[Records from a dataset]
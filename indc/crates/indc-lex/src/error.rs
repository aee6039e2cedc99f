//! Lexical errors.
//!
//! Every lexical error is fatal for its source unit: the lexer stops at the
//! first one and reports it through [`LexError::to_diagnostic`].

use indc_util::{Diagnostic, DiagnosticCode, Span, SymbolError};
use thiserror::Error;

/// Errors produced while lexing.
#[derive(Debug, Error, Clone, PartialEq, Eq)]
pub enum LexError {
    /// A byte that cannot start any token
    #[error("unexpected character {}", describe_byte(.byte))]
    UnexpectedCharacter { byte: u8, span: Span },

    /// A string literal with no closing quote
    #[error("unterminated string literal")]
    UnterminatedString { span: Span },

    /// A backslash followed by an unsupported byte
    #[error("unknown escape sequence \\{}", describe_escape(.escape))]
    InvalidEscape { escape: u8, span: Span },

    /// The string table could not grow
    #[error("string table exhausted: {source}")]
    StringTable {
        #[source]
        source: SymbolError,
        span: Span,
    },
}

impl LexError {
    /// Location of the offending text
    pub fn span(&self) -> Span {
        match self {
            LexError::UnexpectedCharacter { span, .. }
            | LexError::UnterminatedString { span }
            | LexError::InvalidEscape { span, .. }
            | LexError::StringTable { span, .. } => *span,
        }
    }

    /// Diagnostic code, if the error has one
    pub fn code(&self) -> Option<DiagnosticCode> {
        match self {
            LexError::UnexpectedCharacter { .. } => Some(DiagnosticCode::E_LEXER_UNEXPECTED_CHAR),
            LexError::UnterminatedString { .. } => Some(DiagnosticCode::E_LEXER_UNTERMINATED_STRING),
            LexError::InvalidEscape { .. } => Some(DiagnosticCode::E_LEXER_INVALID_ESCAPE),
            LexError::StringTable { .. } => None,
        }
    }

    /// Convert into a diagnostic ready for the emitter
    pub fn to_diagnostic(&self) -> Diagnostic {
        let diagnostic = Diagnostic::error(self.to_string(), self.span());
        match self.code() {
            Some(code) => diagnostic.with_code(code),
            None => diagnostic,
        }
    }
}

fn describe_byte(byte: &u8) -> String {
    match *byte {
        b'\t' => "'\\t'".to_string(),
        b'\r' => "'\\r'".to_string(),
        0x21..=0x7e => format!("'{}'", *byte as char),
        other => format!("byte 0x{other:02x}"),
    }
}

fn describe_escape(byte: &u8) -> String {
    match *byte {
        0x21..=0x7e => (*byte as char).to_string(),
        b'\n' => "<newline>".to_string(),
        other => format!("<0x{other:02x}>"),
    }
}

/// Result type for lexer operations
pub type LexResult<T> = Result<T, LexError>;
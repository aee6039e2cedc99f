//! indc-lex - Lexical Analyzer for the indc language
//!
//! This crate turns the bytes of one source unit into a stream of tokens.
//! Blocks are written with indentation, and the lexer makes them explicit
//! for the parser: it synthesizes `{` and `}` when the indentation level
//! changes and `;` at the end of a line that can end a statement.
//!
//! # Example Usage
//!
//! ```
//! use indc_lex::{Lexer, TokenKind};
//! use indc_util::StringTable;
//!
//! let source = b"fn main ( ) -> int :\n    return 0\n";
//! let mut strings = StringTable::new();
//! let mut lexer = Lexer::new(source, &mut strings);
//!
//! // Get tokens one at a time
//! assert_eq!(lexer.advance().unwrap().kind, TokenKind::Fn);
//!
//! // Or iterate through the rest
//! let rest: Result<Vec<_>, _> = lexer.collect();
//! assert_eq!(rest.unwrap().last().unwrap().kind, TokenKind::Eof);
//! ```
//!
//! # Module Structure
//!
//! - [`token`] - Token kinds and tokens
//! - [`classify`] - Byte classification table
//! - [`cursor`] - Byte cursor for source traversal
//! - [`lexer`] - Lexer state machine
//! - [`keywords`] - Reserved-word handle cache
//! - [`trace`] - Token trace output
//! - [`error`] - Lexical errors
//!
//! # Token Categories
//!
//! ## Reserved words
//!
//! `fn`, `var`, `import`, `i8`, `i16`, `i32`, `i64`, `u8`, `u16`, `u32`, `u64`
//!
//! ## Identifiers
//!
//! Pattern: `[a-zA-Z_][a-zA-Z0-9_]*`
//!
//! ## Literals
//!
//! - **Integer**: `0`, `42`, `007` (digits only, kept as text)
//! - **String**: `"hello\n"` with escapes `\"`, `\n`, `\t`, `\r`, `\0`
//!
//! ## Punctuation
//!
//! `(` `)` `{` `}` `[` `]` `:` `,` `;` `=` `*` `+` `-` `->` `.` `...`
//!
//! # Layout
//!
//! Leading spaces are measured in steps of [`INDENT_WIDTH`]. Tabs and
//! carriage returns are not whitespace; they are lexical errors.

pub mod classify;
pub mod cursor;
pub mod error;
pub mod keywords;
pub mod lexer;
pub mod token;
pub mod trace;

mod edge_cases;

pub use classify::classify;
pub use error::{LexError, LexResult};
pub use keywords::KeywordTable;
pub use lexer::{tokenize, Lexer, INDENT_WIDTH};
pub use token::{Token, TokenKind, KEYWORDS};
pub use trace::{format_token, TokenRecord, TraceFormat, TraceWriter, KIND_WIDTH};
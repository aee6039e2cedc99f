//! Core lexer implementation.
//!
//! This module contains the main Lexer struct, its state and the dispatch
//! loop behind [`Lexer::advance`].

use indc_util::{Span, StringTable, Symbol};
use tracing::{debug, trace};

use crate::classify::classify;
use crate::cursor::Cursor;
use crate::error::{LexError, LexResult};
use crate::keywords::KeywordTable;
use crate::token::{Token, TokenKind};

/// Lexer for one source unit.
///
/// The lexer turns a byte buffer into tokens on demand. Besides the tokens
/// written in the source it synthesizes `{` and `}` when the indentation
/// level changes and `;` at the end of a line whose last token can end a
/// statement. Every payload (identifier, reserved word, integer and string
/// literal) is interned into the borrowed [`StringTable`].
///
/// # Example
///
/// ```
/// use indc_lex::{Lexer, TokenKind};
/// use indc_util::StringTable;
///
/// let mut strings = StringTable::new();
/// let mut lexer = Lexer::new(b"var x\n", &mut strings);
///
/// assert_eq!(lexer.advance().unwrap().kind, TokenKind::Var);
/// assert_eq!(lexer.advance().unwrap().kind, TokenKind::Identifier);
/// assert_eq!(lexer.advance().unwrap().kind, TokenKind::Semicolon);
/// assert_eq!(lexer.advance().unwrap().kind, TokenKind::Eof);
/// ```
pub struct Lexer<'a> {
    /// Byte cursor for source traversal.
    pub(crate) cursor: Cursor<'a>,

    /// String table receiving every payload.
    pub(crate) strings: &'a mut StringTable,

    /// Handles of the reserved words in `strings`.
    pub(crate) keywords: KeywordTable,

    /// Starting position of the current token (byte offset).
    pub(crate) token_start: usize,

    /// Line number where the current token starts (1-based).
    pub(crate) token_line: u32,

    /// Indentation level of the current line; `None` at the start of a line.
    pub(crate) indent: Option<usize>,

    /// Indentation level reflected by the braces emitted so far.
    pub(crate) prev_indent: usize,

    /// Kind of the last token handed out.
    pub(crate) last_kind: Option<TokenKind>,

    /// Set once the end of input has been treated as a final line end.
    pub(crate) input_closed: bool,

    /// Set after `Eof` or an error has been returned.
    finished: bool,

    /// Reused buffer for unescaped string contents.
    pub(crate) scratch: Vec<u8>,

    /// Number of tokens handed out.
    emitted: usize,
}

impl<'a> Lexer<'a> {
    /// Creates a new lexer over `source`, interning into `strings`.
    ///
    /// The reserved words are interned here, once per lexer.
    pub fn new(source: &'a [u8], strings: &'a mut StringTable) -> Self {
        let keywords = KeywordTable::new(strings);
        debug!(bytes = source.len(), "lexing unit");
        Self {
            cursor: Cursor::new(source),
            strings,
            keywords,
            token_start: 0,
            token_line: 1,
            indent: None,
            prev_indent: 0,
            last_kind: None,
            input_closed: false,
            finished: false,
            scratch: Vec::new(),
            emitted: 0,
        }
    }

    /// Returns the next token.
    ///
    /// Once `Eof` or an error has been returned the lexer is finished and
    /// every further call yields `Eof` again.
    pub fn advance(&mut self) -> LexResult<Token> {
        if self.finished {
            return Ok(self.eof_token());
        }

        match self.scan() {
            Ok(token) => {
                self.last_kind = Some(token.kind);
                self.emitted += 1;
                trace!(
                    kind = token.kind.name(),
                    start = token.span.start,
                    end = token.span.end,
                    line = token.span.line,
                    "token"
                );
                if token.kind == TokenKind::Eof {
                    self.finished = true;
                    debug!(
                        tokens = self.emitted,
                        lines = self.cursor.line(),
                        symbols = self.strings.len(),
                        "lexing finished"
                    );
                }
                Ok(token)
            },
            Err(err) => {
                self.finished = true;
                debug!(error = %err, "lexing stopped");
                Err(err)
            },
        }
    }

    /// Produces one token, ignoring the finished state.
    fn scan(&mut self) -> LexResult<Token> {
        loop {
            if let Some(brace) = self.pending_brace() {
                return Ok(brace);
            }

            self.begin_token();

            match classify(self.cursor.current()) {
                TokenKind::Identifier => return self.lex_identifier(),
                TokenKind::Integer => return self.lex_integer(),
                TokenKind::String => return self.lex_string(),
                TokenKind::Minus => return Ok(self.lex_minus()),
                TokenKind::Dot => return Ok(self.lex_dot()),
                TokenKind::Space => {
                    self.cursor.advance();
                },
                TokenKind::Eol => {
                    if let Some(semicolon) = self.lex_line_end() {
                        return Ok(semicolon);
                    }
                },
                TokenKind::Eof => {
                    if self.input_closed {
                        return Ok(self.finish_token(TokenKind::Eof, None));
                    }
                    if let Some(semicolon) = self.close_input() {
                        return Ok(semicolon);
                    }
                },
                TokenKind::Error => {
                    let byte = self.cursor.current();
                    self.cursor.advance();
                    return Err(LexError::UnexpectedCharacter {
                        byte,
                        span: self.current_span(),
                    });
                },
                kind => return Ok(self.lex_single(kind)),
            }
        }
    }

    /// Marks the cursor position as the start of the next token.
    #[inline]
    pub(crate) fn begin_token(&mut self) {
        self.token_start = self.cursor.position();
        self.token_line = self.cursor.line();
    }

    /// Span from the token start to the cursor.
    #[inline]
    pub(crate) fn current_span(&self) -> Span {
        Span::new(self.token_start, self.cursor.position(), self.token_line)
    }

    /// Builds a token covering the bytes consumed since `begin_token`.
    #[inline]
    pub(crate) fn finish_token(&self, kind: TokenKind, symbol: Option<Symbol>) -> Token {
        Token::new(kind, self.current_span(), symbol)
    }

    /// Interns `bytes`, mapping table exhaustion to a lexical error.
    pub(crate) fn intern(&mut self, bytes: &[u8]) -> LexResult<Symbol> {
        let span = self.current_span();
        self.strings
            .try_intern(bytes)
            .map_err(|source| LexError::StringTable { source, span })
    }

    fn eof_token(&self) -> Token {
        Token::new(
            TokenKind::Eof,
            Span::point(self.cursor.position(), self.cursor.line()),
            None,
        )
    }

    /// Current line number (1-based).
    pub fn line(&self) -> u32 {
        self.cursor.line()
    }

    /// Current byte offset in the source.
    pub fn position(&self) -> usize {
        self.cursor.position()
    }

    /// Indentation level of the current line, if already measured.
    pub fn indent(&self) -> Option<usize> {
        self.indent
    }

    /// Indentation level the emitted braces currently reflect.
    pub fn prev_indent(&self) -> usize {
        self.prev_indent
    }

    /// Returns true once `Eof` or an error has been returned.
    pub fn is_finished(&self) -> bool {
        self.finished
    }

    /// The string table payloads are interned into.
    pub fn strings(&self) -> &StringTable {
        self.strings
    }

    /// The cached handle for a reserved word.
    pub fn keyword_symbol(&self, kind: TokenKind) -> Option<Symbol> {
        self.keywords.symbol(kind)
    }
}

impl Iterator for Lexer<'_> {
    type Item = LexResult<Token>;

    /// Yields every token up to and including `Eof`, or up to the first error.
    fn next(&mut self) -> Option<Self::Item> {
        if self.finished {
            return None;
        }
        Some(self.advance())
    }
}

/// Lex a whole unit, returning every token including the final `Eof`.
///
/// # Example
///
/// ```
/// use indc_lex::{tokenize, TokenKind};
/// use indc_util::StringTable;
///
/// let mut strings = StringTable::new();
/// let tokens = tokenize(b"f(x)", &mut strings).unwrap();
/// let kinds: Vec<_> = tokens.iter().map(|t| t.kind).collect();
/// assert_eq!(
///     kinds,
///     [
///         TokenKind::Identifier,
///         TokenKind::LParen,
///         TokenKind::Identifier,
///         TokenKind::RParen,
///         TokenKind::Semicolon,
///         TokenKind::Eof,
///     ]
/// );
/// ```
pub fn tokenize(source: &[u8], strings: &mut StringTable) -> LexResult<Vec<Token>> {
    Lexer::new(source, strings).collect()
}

• **Exercise description**
Locate the word "final" in the records and collect each line it appears in.

• **Exercise answer**
    /// Set once the end of input has been treated as a final line end.
/// Lex a whole unit, returning every token including the final `Eof`.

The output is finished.